─── INPUT DATA

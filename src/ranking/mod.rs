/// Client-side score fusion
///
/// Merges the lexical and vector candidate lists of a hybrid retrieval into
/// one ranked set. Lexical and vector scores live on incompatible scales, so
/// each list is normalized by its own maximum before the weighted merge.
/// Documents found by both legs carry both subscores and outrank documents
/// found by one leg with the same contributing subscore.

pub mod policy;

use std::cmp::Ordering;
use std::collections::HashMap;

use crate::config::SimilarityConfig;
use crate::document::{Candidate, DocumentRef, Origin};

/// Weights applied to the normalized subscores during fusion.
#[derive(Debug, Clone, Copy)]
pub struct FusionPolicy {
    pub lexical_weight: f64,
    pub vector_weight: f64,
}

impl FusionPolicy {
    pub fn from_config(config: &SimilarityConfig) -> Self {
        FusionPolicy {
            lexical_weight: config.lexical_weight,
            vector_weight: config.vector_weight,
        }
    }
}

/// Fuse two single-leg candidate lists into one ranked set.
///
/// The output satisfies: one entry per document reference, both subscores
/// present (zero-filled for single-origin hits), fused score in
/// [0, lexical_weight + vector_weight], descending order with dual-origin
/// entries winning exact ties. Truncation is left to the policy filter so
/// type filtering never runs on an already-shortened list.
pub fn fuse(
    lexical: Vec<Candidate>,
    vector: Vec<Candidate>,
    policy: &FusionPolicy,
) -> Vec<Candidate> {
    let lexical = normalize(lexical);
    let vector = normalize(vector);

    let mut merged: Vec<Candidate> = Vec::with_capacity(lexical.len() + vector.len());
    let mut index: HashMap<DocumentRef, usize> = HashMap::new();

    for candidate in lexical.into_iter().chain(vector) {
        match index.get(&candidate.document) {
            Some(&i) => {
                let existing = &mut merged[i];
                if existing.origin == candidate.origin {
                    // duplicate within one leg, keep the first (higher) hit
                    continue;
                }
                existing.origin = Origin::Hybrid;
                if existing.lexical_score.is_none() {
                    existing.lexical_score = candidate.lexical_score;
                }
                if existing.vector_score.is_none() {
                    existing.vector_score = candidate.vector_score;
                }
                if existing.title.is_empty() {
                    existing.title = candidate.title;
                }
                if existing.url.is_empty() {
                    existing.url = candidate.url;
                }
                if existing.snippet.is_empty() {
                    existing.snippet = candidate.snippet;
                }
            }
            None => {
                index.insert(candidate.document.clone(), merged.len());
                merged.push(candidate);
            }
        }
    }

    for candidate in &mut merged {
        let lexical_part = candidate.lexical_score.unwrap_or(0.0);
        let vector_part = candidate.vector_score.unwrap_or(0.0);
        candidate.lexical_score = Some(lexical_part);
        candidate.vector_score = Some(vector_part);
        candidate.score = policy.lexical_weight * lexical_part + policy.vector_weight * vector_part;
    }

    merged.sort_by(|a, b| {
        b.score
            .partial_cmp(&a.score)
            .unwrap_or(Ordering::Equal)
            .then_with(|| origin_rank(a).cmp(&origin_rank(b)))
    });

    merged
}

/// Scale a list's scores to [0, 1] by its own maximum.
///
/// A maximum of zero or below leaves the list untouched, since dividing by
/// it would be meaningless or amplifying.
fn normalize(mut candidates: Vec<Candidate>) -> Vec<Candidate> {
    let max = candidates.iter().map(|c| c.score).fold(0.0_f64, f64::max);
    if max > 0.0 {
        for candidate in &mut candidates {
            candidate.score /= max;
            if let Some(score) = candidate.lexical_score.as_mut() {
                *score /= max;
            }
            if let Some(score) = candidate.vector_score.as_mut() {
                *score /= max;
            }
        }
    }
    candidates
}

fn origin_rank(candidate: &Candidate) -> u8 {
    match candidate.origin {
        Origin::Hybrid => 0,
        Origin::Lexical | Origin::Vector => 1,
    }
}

──────

EXERCISE DESCRIPTION: All of the data, from the first line to the last, should be written out exactly.

FINISHED EXERCISE:
filename src/ranking/mod.rs
/// Client-side score fusion
///
/// Merges the lexical and vector candidate lists of a hybrid retrieval into
/// one ranked set. Lexical and vector scores live on incompatible scales, so
/// each list is normalized by its own maximum before the weighted merge.
/// Documents found by both legs carry both subscores and outrank documents
/// found by one leg with the same contributing subscore.

pub mod policy;

use std::cmp::Ordering;
use std::collections::HashMap;

use crate::config::SimilarityConfig;
use crate::document::{Candidate, DocumentRef, Origin};

/// Weights applied to the normalized subscores during fusion.
#[derive(Debug, Clone, Copy)]
pub struct FusionPolicy {
    pub lexical_weight: f64,
    pub vector_weight: f64,
}

impl FusionPolicy {
    pub fn from_config(config: &SimilarityConfig) -> Self {
        FusionPolicy {
            lexical_weight: config.lexical_weight,
            vector_weight: config.vector_weight,
        }
    }
}

/// Fuse two single-leg candidate lists into one ranked set.
///
/// The output satisfies: one entry per document reference, both subscores
/// present (zero-filled for single-origin hits), fused score in
/// [0, lexical_weight + vector_weight], descending order with dual-origin
/// entries winning exact ties. Truncation is left to the policy filter so
/// type filtering never runs on an already-shortened list.
pub fn fuse(
    lexical: Vec<Candidate>,
    vector: Vec<Candidate>,
    policy: &FusionPolicy,
) -> Vec<Candidate> {
    let lexical = normalize(lexical);
    let vector = normalize(vector);

    let mut merged: Vec<Candidate> = Vec::with_capacity(lexical.len() + vector.len());
    let mut index: HashMap<DocumentRef, usize> = HashMap::new();

    for candidate in lexical.into_iter().chain(vector) {
        match index.get(&candidate.document) {
            Some(&i) => {
                let existing = &mut merged[i];
                if existing.origin == candidate.origin {
                    // duplicate within one leg, keep the first (higher) hit
                    continue;
                }
                existing.origin = Origin::Hybrid;
                if existing.lexical_score.is_none() {
                    existing.lexical_score = candidate.lexical_score;
                }
                if existing.vector_score.is_none() {
                    existing.vector_score = candidate.vector_score;
                }
                if existing.title.is_empty() {
                    existing.title = candidate.title;
                }
                if existing.url.is_empty() {
                    existing.url = candidate.url;
                }
                if existing.snippet.is_empty() {
                    existing.snippet = candidate.snippet;
                }
            }
            None => {
                index.insert(candidate.document.clone(), merged.len());
                merged.push(candidate);
            }
        }
    }

    for candidate in &mut merged {
        let lexical_part = candidate.lexical_score.unwrap_or(0.0);
        let vector_part = candidate.vector_score.unwrap_or(0.0);
        candidate.lexical_score = Some(lexical_part);
        candidate.vector_score = Some(vector_part);
        candidate.score = policy.lexical_weight * lexical_part + policy.vector_weight * vector_part;
    }

    merged.sort_by(|a, b| {
        b.score
            .partial_cmp(&a.score)
            .unwrap_or(Ordering::Equal)
            .then_with(|| origin_rank(a).cmp(&origin_rank(b)))
    });

    merged
}

/// Scale a list's scores to [0, 1] by its own maximum.
///
/// A maximum of zero or below leaves the list untouched, since dividing by
/// it would be meaningless or amplifying.
fn normalize(mut candidates: Vec<Candidate>) -> Vec<Candidate> {
    let max = candidates.iter().map(|c| c.score).fold(0.0_f64, f64::max);
    if max > 0.0 {
        for candidate in &mut candidates {
            candidate.score /= max;
            if let Some(score) = candidate.lexical_score.as_mut() {
                *score /= max;
            }
            if let Some(score) = candidate.vector_score.as_mut() {
                *score /= max;
            }
        }
    }
    candidates
}

fn origin_rank(candidate: &Candidate) -> u8 {
    match candidate.origin {
        Origin::Hybrid => 0,
        Origin::Lexical | Origin::Vector => 1,
    }
}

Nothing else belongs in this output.